A prova final da Taça de Portugal teve lugar na mítica vila de Porto de Mós, cenário que já acolheu em 1998 o Campeonato da Europa. Apesar do percurso não ser exactamente no mesmo sítio (Alvados), este ficava um pouco mais perto da cidade, na aldeia de Pragosa. Mas uma coisa havia em comum com Alvados: Pedra, pedra e mais pedra!
Queria desde já agradecer ao Ivo Santos e ao Ivo da Multimix, a disponibilidade que tiveram em reparar-me a bike quando no dia anterior parti o drop-out e desviador traseiro. Obrigado!

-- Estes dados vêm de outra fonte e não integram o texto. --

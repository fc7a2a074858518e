#![allow(dead_code)]

use async_trait::async_trait;
use badge_reader::core::frame;
use badge_reader::domain::model::{
    FeedbackKind, LocationDirectory, OperatorAction, RegistrationOutcome, RegistrationReport,
};
use badge_reader::domain::ports::{
    Channel, ChannelOpener, ChannelSettings, Feedback, LocationSource, LocationStore,
    OperatorConsole, Registrar,
};
use std::collections::{BTreeMap, VecDeque};
use std::io;
use std::sync::{Arc, Mutex};

/// Reader replies handed out one per `read_frame`; an exhausted script reads nothing.
#[derive(Clone, Default)]
pub struct ScriptedChannel {
    replies: Arc<Mutex<VecDeque<io::Result<Vec<u8>>>>>,
    write_failures: Arc<Mutex<VecDeque<io::Error>>>,
    pub commands: Arc<Mutex<Vec<Vec<u8>>>>,
}

impl ScriptedChannel {
    pub fn new() -> Self {
        Self::default()
    }

    pub fn card(&self, id: [u8; 4]) -> &Self {
        self.push(Ok(frame::encode_response(id)))
    }

    pub fn nothing(&self) -> &Self {
        self.push(Ok(Vec::new()))
    }

    pub fn no_card(&self) -> &Self {
        let mut reply = frame::encode_response([0; 4]);
        reply[frame::MARKER_OFFSET] = 0x00;
        self.push(Ok(reply))
    }

    pub fn failure(&self) -> &Self {
        self.push(Err(io::Error::new(io::ErrorKind::BrokenPipe, "reader unplugged")))
    }

    /// The next `write_command` fails instead of reaching the reader.
    pub fn write_failure(&self) -> &Self {
        self.write_failures
            .lock()
            .unwrap()
            .push_back(io::Error::new(io::ErrorKind::TimedOut, "write timed out"));
        self
    }

    fn push(&self, reply: io::Result<Vec<u8>>) -> &Self {
        self.replies.lock().unwrap().push_back(reply);
        self
    }

    pub fn command_count(&self) -> usize {
        self.commands.lock().unwrap().len()
    }
}

impl Channel for ScriptedChannel {
    fn write_command(&mut self, command: &[u8]) -> io::Result<()> {
        if let Some(e) = self.write_failures.lock().unwrap().pop_front() {
            return Err(e);
        }
        self.commands.lock().unwrap().push(command.to_vec());
        Ok(())
    }

    fn read_frame(&mut self, len: usize) -> io::Result<Vec<u8>> {
        let reply = self.replies.lock().unwrap().pop_front();
        match reply {
            Some(Ok(mut bytes)) => {
                bytes.truncate(len);
                Ok(bytes)
            }
            Some(Err(e)) => Err(e),
            None => Ok(Vec::new()),
        }
    }
}

/// Opens the same scripted channel for every port except the ones marked missing.
#[derive(Clone, Default)]
pub struct ScriptedOpener {
    pub channel: ScriptedChannel,
    pub missing_ports: Vec<String>,
    pub opened: Arc<Mutex<Vec<(String, ChannelSettings)>>>,
}

impl ScriptedOpener {
    pub fn new(channel: ScriptedChannel) -> Self {
        Self {
            channel,
            ..Self::default()
        }
    }

    pub fn with_missing(mut self, port: &str) -> Self {
        self.missing_ports.push(port.to_string());
        self
    }
}

impl ChannelOpener for ScriptedOpener {
    fn open(&self, port: &str, settings: &ChannelSettings) -> io::Result<Box<dyn Channel>> {
        if self.missing_ports.iter().any(|p| p == port) {
            return Err(io::Error::new(
                io::ErrorKind::NotFound,
                format!("No such file or directory: {}", port),
            ));
        }
        self.opened
            .lock()
            .unwrap()
            .push((port.to_string(), settings.clone()));
        Ok(Box::new(self.channel.clone()))
    }
}

/// Answers with queued outcomes (then `Accepted`) and remembers every report.
#[derive(Clone, Default)]
pub struct RecordingRegistrar {
    outcomes: Arc<Mutex<VecDeque<RegistrationOutcome>>>,
    pub reports: Arc<Mutex<Vec<RegistrationReport>>>,
}

impl RecordingRegistrar {
    pub fn new() -> Self {
        Self::default()
    }

    pub fn answer(&self, outcome: RegistrationOutcome) -> &Self {
        self.outcomes.lock().unwrap().push_back(outcome);
        self
    }

    pub fn badge_codes(&self) -> Vec<String> {
        self.reports
            .lock()
            .unwrap()
            .iter()
            .map(|r| r.badge_code.to_string())
            .collect()
    }
}

#[async_trait]
impl Registrar for RecordingRegistrar {
    async fn submit(&self, report: &RegistrationReport) -> RegistrationOutcome {
        self.reports.lock().unwrap().push(report.clone());
        self.outcomes
            .lock()
            .unwrap()
            .pop_front()
            .unwrap_or(RegistrationOutcome::Accepted)
    }
}

#[derive(Debug, Default)]
pub struct RecordingFeedback {
    pub signals: Vec<FeedbackKind>,
    pub lines: Vec<String>,
}

impl Feedback for RecordingFeedback {
    fn signal(&mut self, kind: FeedbackKind) {
        self.signals.push(kind);
    }

    fn log_line(&mut self, line: &str) {
        self.lines.push(line.to_string());
    }
}

pub struct StaticLocations(pub LocationDirectory);

impl StaticLocations {
    pub fn of(pairs: &[(&str, &str)]) -> Self {
        let entries: BTreeMap<String, String> = pairs
            .iter()
            .map(|(tag, name)| (tag.to_string(), name.to_string()))
            .collect();
        Self(LocationDirectory::new(entries))
    }
}

#[async_trait]
impl LocationSource for StaticLocations {
    async fn fetch_locations(&self) -> LocationDirectory {
        self.0.clone()
    }
}

#[derive(Clone, Default)]
pub struct MemoryStore {
    pub tag: Arc<Mutex<String>>,
}

impl LocationStore for MemoryStore {
    fn load(&self) -> badge_reader::Result<String> {
        Ok(self.tag.lock().unwrap().clone())
    }

    fn save(&mut self, tag: &str) -> badge_reader::Result<()> {
        *self.tag.lock().unwrap() = tag.to_string();
        Ok(())
    }
}

/// Plays back batches of operator actions, one batch per turn, then stops.
pub struct ScriptedConsole {
    turns: VecDeque<Vec<OperatorAction>>,
    pub turns_taken: usize,
}

impl ScriptedConsole {
    pub fn new(turns: Vec<Vec<OperatorAction>>) -> Self {
        Self {
            turns: turns.into(),
            turns_taken: 0,
        }
    }
}

#[async_trait]
impl OperatorConsole for ScriptedConsole {
    async fn next_actions(&mut self) -> Vec<OperatorAction> {
        self.turns_taken += 1;
        self.turns
            .pop_front()
            .unwrap_or_else(|| vec![OperatorAction::Stop])
    }
}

O circuito começava numa secção de estradão, ideal para as ultrapassagens que se fazem no inicio da corrida para ganhar posições. De seguida haviam 2 inclinados topos com muita pedra onde se concentrou muita gente, para a seguir passar numa descida técnica, rápida e sinuosa que permitia aos atletas com maior técnica ganharem alguma vantagem.
Após isso começavam as dificuldades físicas, iniciava-se uma dura e longa subida, que apenas acalmava quando se ia a cerca de 1/6 da mesma, mas logo após essa fase mais fácil havia um topo muitíssimo inclinado, em terra solta, mesmo antes do abastecimento neutro. Após este abastecimento, seguia-se em estradão a subir, onde se tinha de sofrer para ganhar ou não perder tempo. Depois disso iniciava-se a parte mais técnica e perigosa da pista. Não pela velocidade que se ganhava, mas pela chuva que caiu, que tornou as rochas em autênticos pedaços de gelo fazendo com que as rodas derrapassem mal se virava ou quando se dava uma pedalada mais forte. Valia o facto da velocidade nessa zona não ser muito elevada.
Finalmente entrava-se numa descida longa em pedra, em que não havia muita dificuldade técnica, apenas os braços ficavam num estado lastimável devido à pedra. Haviam ainda na secção que antecedia a meta alguns singletracks abertos “à mão”, para tornar a pista um pouco mais técnica.
Quanto à minha prova, apesar de ter andado a retirar carga nestes últimos tempos, acabei por me sentir relativamente bem. Apesar disso, a vitória na classificação final da Taça de Portugal não dependia só de mim, ou seja, para vencer teria de ganhar a prova e o Pedro Melitão fazer 10º, algo improvável.
Posto isto, os Elites Masculinos, iriam percorrer 5 voltas ao traçado. Após a partida, isolei-me com Ivo Santos (Clube BTT Seia) e Vítor Santos logo ao inicio, imprimindo posteriormente um ritmo mais forte no inicio das subidas da primeira volta isolando-me e ganhando tempo volta a volta, vencendo a prova com quase 6 minutos de avanço para o 2º classificado, o meu amigo Ivo Santos, que teve um furo na roda traseira na segunda volta. Davide Marques (Grupo Desp. Volta da Pedra) chegou na terceira posição, sentindo uma quebra na última volta. José Melitão terminou a prova no 7º lugar o que chegou para vencer a Taça com 6 pontos de avanço para mim. Vítor Santos terminou a Taça na terceira posição.
Fechei a época da forma que queria, com uma vitória na última prova da Taça de Portugal, conquistando vitais pontos UCI, estando agora com a melhor classificação de sempre de um Português no Ranking Internacional, 103º com 223 pontos.